Professional identity formation (PIF) is at the core of the discussion of the competency-based medical education era [1,2,3,4]. Although the formation and values that professional identity relies on vary over time and across cultures [5], the development of professional identity has been acknowledged as a fundamental process in medical education [6]. This identity includes both the way novices transform into full-fledged physicians resulting in “thinking, acting, and feeling like a physician” and the way physicians internalize values, norms, responsibilities, and commitment to patients, society, profession, and themselves [7].

Nurturing professionalism in the curriculum remains a challenge. Cruess et al. [8], while understanding medical education as a community of practice, emphasize characteristics related to hidden curriculum such as tacit knowledge, experimental learning, and role modeling importance in the PIF process. Due to the vast variety of experiences prior to medical graduation, different students are exposed to different effects of the hidden curriculum, which makes PIF heterogeneous among students [9]. Including professionalism in assessments could drive learning and formalize PIF in the curriculum [10, 11].

The Professional Identity Essay (PIE) assessment provides educators or counsellors with a practical approach to measuring PIF, the developmental process of internalizing role concepts, values, and codes of the profession [12]. The PIE was developed for use in professional education, drawing upon the methodology of the Subject-Object Interview (SOI).
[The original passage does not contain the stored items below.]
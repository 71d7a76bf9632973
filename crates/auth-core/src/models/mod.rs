use chrono::{DateTime, Utc};
use serde::{Deserialize, Serialize};
use sqlx::FromRow;
use std::fmt;

/// A resolved user identity, supplied by the external user directory.
///
/// Immutable for the duration of token issuance. Role order is preserved
/// into the issued claims.
#[derive(Clone, PartialEq, Eq)]
pub struct Identity {
    /// Opaque user identifier (username/subject).
    pub subject: String,

    /// Role names granted to this identity, in directory order.
    pub roles: Vec<String>,
}

impl Identity {
    #[must_use]
    pub fn new(subject: impl Into<String>, roles: Vec<String>) -> Self {
        Self {
            subject: subject.into(),
            roles,
        }
    }
}

/// The subject is a user identifier and is redacted in Debug output.
impl fmt::Debug for Identity {
    fn fmt(&self, f: &mut fmt::Formatter<'_>) -> fmt::Result {
        f.debug_struct("Identity")
            .field("subject", &"[REDACTED]")
            .field("roles", &self.roles)
            .finish()
    }
}

/// Persisted record for an issued token (maps to the `issued_tokens`
/// table, keyed by the full token string).
///
/// The record outlives the token's natural expiry so revocation can be
/// distinguished from "never issued"; an external retention process
/// clears old rows.
#[derive(Debug, Clone, PartialEq, Eq, FromRow)]
pub struct TokenRecord {
    /// Server-side invalidation flag, set on logout or rotation.
    pub revoked: bool,

    pub issued_at: DateTime<Utc>,

    pub expires_at: DateTime<Utc>,
}

impl TokenRecord {
    /// Whether the record authorizes use of its token at `now`.
    ///
    /// True iff the token is not revoked and `now` is strictly before
    /// `expires_at`. This duplicates the codec's embedded-expiry check on
    /// the store's own copy of the timestamp; both checks are kept.
    #[must_use]
    pub fn usable_at(&self, now: DateTime<Utc>) -> bool {
        !self.revoked && now < self.expires_at
    }
}

/// Access and refresh token pair returned on login or rotation.
#[derive(Debug, Clone, Serialize, Deserialize)]
pub struct TokenPair {
    pub access_token: String,
    pub refresh_token: String,
    pub token_type: String,
    /// Access token lifetime in seconds.
    pub expires_in: u64,
}

/// Request-scoped outcome of authentication.
///
/// Created at most once per request by the authentication middleware and
/// consumed by downstream authorization code; never persisted or shared
/// across requests. A request with no valid, usable token carries
/// `Anonymous` — downstream code cannot tell why.
#[derive(Clone, PartialEq, Eq)]
pub enum SecurityContext {
    Anonymous,
    Authenticated {
        subject: String,
        roles: Vec<String>,
    },
}

impl SecurityContext {
    #[must_use]
    pub fn is_authenticated(&self) -> bool {
        matches!(self, SecurityContext::Authenticated { .. })
    }

    /// The authenticated subject, if any.
    #[must_use]
    pub fn subject(&self) -> Option<&str> {
        match self {
            SecurityContext::Anonymous => None,
            SecurityContext::Authenticated { subject, .. } => Some(subject),
        }
    }

    /// Whether the context carries the named role. Always false for
    /// anonymous requests.
    #[must_use]
    pub fn has_role(&self, role: &str) -> bool {
        match self {
            SecurityContext::Anonymous => false,
            SecurityContext::Authenticated { roles, .. } => roles.iter().any(|r| r == role),
        }
    }
}

/// The subject is a user identifier and is redacted in Debug output.
impl fmt::Debug for SecurityContext {
    fn fmt(&self, f: &mut fmt::Formatter<'_>) -> fmt::Result {
        match self {
            SecurityContext::Anonymous => f.debug_struct("Anonymous").finish(),
            SecurityContext::Authenticated { roles, .. } => f
                .debug_struct("Authenticated")
                .field("subject", &"[REDACTED]")
                .field("roles", roles)
                .finish(),
        }
    }
}

#[cfg(test)]
#[allow(clippy::unwrap_used, clippy::expect_used)]
mod tests {
    use super::*;
    use chrono::Duration;

    #[test]
    fn test_record_usable_within_lifetime() {
        let now = Utc::now();
        let record = TokenRecord {
            revoked: false,
            issued_at: now,
            expires_at: now + Duration::seconds(60),
        };

        assert!(record.usable_at(now));
        assert!(record.usable_at(now + Duration::seconds(59)));
    }

    #[test]
    fn test_record_unusable_at_expiry_boundary() {
        let now = Utc::now();
        let record = TokenRecord {
            revoked: false,
            issued_at: now - Duration::seconds(60),
            expires_at: now,
        };

        // Expiry is inclusive: a token is unusable at exactly expires_at.
        assert!(!record.usable_at(now));
        assert!(!record.usable_at(now + Duration::milliseconds(1)));
    }

    #[test]
    fn test_record_unusable_when_revoked() {
        let now = Utc::now();
        let record = TokenRecord {
            revoked: true,
            issued_at: now,
            expires_at: now + Duration::seconds(60),
        };

        assert!(!record.usable_at(now));
    }

    #[test]
    fn test_context_role_membership() {
        let context = SecurityContext::Authenticated {
            subject: "alice".to_string(),
            roles: vec!["ADMIN".to_string(), "USER".to_string()],
        };

        assert!(context.is_authenticated());
        assert_eq!(context.subject(), Some("alice"));
        assert!(context.has_role("ADMIN"));
        assert!(context.has_role("USER"));
        assert!(!context.has_role("AUDITOR"));
        assert!(!context.has_role("ADMI")); // Partial match should not work
    }

    #[test]
    fn test_anonymous_context_has_no_roles() {
        let context = SecurityContext::Anonymous;

        assert!(!context.is_authenticated());
        assert_eq!(context.subject(), None);
        assert!(!context.has_role("ADMIN"));
    }

    #[test]
    fn test_context_debug_redacts_subject() {
        let context = SecurityContext::Authenticated {
            subject: "alice".to_string(),
            roles: vec!["ADMIN".to_string()],
        };

        let debug_str = format!("{context:?}");
        assert!(!debug_str.contains("alice"));
        assert!(debug_str.contains("[REDACTED]"));
    }

    #[test]
    fn test_identity_debug_redacts_subject() {
        let identity = Identity::new("alice", vec!["ADMIN".to_string()]);

        let debug_str = format!("{identity:?}");
        assert!(!debug_str.contains("alice"));
        assert!(debug_str.contains("[REDACTED]"));
    }
}
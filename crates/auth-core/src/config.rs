use secrecy::{ExposeSecret, SecretString};
use std::collections::HashMap;
use std::env;
use std::time::Duration;
use thiserror::Error;

/// Minimum signing secret length in bytes.
///
/// HMAC-SHA-512 secrets shorter than the hash's block input weaken the
/// MAC; 32 bytes is the floor we accept for any deployment.
pub const MIN_SIGNING_SECRET_BYTES: usize = 32;

/// Default access token lifetime (15 minutes, in milliseconds).
pub const DEFAULT_ACCESS_TOKEN_TTL_MS: u64 = 900_000;

/// Default refresh token lifetime (7 days, in milliseconds).
pub const DEFAULT_REFRESH_TOKEN_TTL_MS: u64 = 604_800_000;

/// Process-wide authentication configuration.
///
/// Loaded once at startup and passed by reference into the codec,
/// issuer, and middleware. The signing secret is a [`SecretString`]
/// so `Debug`/tracing output redacts it.
#[derive(Debug, Clone)]
pub struct AuthConfig {
    /// Symmetric signing secret for token signatures.
    pub signing_secret: SecretString,

    /// Access token lifetime.
    pub access_token_ttl: Duration,

    /// Refresh token lifetime.
    pub refresh_token_ttl: Duration,
}

#[derive(Debug, Error)]
pub enum ConfigError {
    #[error("Missing required environment variable: {0}")]
    MissingEnvVar(String),

    #[error("Signing secret too short: {0} bytes (minimum {MIN_SIGNING_SECRET_BYTES})")]
    SecretTooShort(usize),

    #[error("Invalid duration for {0}: {1}")]
    InvalidTtl(String, String),
}

impl AuthConfig {
    /// Load configuration from environment variables
    pub fn from_env() -> Result<Self, ConfigError> {
        Self::from_vars(&env::vars().collect())
    }

    /// Load configuration from a HashMap (for testing)
    pub fn from_vars(vars: &HashMap<String, String>) -> Result<Self, ConfigError> {
        let signing_secret = vars
            .get("AUTH_SIGNING_SECRET")
            .ok_or_else(|| ConfigError::MissingEnvVar("AUTH_SIGNING_SECRET".to_string()))?;

        if signing_secret.len() < MIN_SIGNING_SECRET_BYTES {
            return Err(ConfigError::SecretTooShort(signing_secret.len()));
        }

        let access_token_ttl =
            parse_ttl_ms(vars, "AUTH_ACCESS_TOKEN_TTL_MS", DEFAULT_ACCESS_TOKEN_TTL_MS)?;
        let refresh_token_ttl =
            parse_ttl_ms(vars, "AUTH_REFRESH_TOKEN_TTL_MS", DEFAULT_REFRESH_TOKEN_TTL_MS)?;

        Ok(AuthConfig {
            signing_secret: SecretString::from(signing_secret.as_str()),
            access_token_ttl,
            refresh_token_ttl,
        })
    }

    /// The signing secret as raw bytes for MAC key construction.
    #[must_use]
    pub fn secret_bytes(&self) -> &[u8] {
        self.signing_secret.expose_secret().as_bytes()
    }
}

/// Parse a millisecond TTL variable, falling back to `default_ms`.
///
/// Zero is rejected: a token that expires the instant it is issued is
/// always a misconfiguration.
fn parse_ttl_ms(
    vars: &HashMap<String, String>,
    var: &str,
    default_ms: u64,
) -> Result<Duration, ConfigError> {
    let ms = match vars.get(var) {
        Some(raw) => raw
            .parse::<u64>()
            .map_err(|_| ConfigError::InvalidTtl(var.to_string(), raw.clone()))?,
        None => default_ms,
    };

    if ms == 0 {
        return Err(ConfigError::InvalidTtl(var.to_string(), "0".to_string()));
    }

    Ok(Duration::from_millis(ms))
}
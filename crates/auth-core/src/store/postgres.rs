//! Persisted token store over the `issued_tokens` table.
//!
//! Lookup is always by exact token value (the primary key); no other
//! index exists. Fail-fast behavior on an unreachable database is
//! governed by the pool the host constructs (acquire timeout); every
//! backend failure surfaces as [`AuthError::StoreUnavailable`].

use crate::errors::AuthError;
use crate::models::TokenRecord;
use crate::observability::metrics::record_store_query;
use crate::store::TokenStore;
use async_trait::async_trait;
use chrono::{DateTime, Utc};
use sqlx::PgPool;
use std::time::Instant;

/// Token store backed by PostgreSQL.
#[derive(Clone)]
pub struct PgTokenStore {
    pool: PgPool,
}

impl PgTokenStore {
    #[must_use]
    pub fn new(pool: PgPool) -> Self {
        Self { pool }
    }

    /// Delete records whose expiry is at or before `cutoff`, returning
    /// the number of rows removed.
    ///
    /// Retention policy belongs to an external process; this is the hook
    /// it calls. Revoked-but-unexpired rows are kept so revocation keeps
    /// winning over a still-valid signature.
    pub async fn purge_expired(&self, cutoff: DateTime<Utc>) -> Result<u64, AuthError> {
        let result = sqlx::query(
            r#"
            DELETE FROM issued_tokens
            WHERE expires_at <= $1
            "#,
        )
        .bind(cutoff)
        .execute(&self.pool)
        .await
        .map_err(|e| AuthError::StoreUnavailable(format!("Failed to purge expired tokens: {e}")))?;

        Ok(result.rows_affected())
    }
}

#[async_trait]
impl TokenStore for PgTokenStore {
    async fn register(
        &self,
        token: &str,
        issued_at: DateTime<Utc>,
        expires_at: DateTime<Utc>,
    ) -> Result<(), AuthError> {
        let start = Instant::now();
        let result = sqlx::query(
            r#"
            INSERT INTO issued_tokens (token, revoked, issued_at, expires_at)
            VALUES ($1, FALSE, $2, $3)
            "#,
        )
        .bind(token)
        .bind(issued_at)
        .bind(expires_at)
        .execute(&self.pool)
        .await;

        let status = if result.is_ok() { "success" } else { "error" };
        record_store_query("insert", status, start.elapsed());

        result.map_err(|e| match &e {
            sqlx::Error::Database(db) if db.is_unique_violation() => AuthError::DuplicateToken,
            _ => AuthError::StoreUnavailable(format!("Failed to register token: {e}")),
        })?;

        Ok(())
    }

    async fn lookup(&self, token: &str) -> Result<Option<TokenRecord>, AuthError> {
        let start = Instant::now();
        let result = sqlx::query_as::<_, TokenRecord>(
            r#"
            SELECT revoked, issued_at, expires_at
            FROM issued_tokens
            WHERE token = $1
            "#,
        )
        .bind(token)
        .fetch_optional(&self.pool)
        .await;

        let status = if result.is_ok() { "success" } else { "error" };
        record_store_query("select", status, start.elapsed());

        result.map_err(|e| AuthError::StoreUnavailable(format!("Failed to fetch token record: {e}")))
    }

    async fn revoke(&self, token: &str) -> Result<(), AuthError> {
        // Single-statement update keeps the mutation atomic per row;
        // missing and already-revoked tokens fall through as no-ops.
        sqlx::query(
            r#"
            UPDATE issued_tokens
            SET revoked = TRUE
            WHERE token = $1
            "#,
        )
        .bind(token)
        .execute(&self.pool)
        .await
        .map_err(|e| AuthError::StoreUnavailable(format!("Failed to revoke token: {e}")))?;

        Ok(())
    }
}
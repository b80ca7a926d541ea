//! In-flight call accounting.
//!
//! Every accepted call holds a [`CallGuard`] until its scope has settled. The
//! tracker uses the guards to refuse calls once draining starts, to report when
//! the last call has finished, and to hand out the force-stop token each call
//! scope derives from.

use crate::server::telemetry::{
    decrement_calls_inflight, increment_calls, increment_calls_inflight, record_call_duration,
};
use blobrelay_core::{Error, Result};
use portable_atomic::{AtomicBool, AtomicUsize, Ordering};
use core::time::Duration;
use std::{sync::Arc, time::Instant};
use tokio::sync::Notify;
use tokio_util::sync::CancellationToken;

#[derive(Debug, Default)]
pub struct CallTracker {
    inflight: AtomicUsize,
    draining: AtomicBool,
    force: CancellationToken,
    idle: Notify,
}

impl CallTracker {
    pub fn new() -> Self {
        Self::default()
    }

    /// Registers a new call.
    ///
    /// # Errors
    ///
    /// Returns [`Error::ServiceShutdown`] once [`begin_drain`](Self::begin_drain)
    /// has been called.
    pub fn admit(self: &Arc<Self>, method: &'static str) -> Result<CallGuard> {
        if self.is_draining() {
            tracing::debug!(method, "Rejecting call while draining");
            return Err(Error::ServiceShutdown);
        }

        self.inflight.fetch_add(1, Ordering::AcqRel);
        increment_calls(method);
        increment_calls_inflight();
        tracing::info!(method, "Call started");

        Ok(CallGuard {
            tracker: Arc::clone(self),
            method,
            started: Instant::now(),
        })
    }

    pub fn inflight(&self) -> usize {
        self.inflight.load(Ordering::Acquire)
    }

    pub fn is_draining(&self) -> bool {
        self.draining.load(Ordering::Acquire)
    }

    /// Stops admitting new calls. Calls already running are unaffected.
    pub fn begin_drain(&self) {
        if !self.draining.swap(true, Ordering::AcqRel) {
            tracing::info!(inflight = self.inflight(), "Draining in-flight calls");
        }
    }

    /// Token cancelled by [`force_stop`](Self::force_stop); parent of every
    /// call scope's token.
    pub fn force_token(&self) -> &CancellationToken {
        &self.force
    }

    /// Cancels every in-flight call and refuses new ones.
    pub fn force_stop(&self) {
        self.begin_drain();
        if !self.force.is_cancelled() {
            tracing::warn!(inflight = self.inflight(), "Force-stopping in-flight calls");
            self.force.cancel();
        }
    }

    /// Resolves once no call is in flight.
    pub async fn wait_idle(&self) {
        loop {
            let notified = self.idle.notified();
            let mut notified = core::pin::pin!(notified);
            notified.as_mut().enable();
            if self.inflight() == 0 {
                return;
            }
            notified.await;
        }
    }

    fn release(&self) {
        if self.inflight.fetch_sub(1, Ordering::AcqRel) == 1 {
            self.idle.notify_waiters();
        }
    }
}

/// Marks one call as in flight until dropped.
#[derive(Debug)]
pub struct CallGuard {
    tracker: Arc<CallTracker>,
    method: &'static str,
    started: Instant,
}

impl Drop for CallGuard {
    fn drop(&mut self) {
        let elapsed = self.started.elapsed();
        tracing::info!(
            method = self.method,
            duration_ms = saturating_millis(elapsed),
            "Call finished"
        );
        decrement_calls_inflight();
        record_call_duration(self.method, elapsed.as_secs_f64() * 1000.0);
        self.tracker.release();
    }
}

fn saturating_millis(elapsed: Duration) -> u64 {
    u64::try_from(elapsed.as_millis()).unwrap_or(u64::MAX)
}
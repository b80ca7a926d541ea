//! Relay server internals.
//!
//! ## Structure
//!
//! - [`config`] - CLI/env configuration (`CliArgs`, `ServerConfig`).
//! - [`store`] - record store and id generator contracts, in-memory store.
//! - [`streaming`] - per-call pipelines and the call scope.
//! - [`service`] - gRPC service entry point and call accounting.
//! - [`lifecycle`] - bind, serve, drain and force stop.
//! - [`telemetry`] - logging and optional OpenTelemetry export.

pub mod config;
pub mod lifecycle;
pub mod service;
pub mod store;
pub mod streaming;
pub mod telemetry;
Research using the PIE or related forms in law, medical, and counseling education demonstrates that the construct produces reliable measurements and that there is validity evidence to support its use as a formative assessment or evaluation tool [12,13,14,15,16].

The PIE is grounded in Robert Kegan’s constructive developmental theory of moral development in adulthood. From his perspective, identity development is a lifelong process and depends on the self-integration of cognitive, social, and emotional processes. This instrument is characterized by oriented short-narrative responses to seven prompts and two invitations to reflect on the meaning of being a member of the profession, the conflicts that the participant will experience, reactions to hypothetical scenarios about failing to meet the expectations of oneself and others, and role models with the goal of bringing the changes that are being processed in participants’ professional identity to consciousness (Table 1).

Table 1 The PIE instructions and prompts (modified for use in medicine)

The essays are analyzed by trained experts in order to assign an overall stage of Kegan’s theory (adapted for use in professional education), and individual formative feedback is provided. The main aim is to engage students in self-reflection and assessment of their professional identities [14].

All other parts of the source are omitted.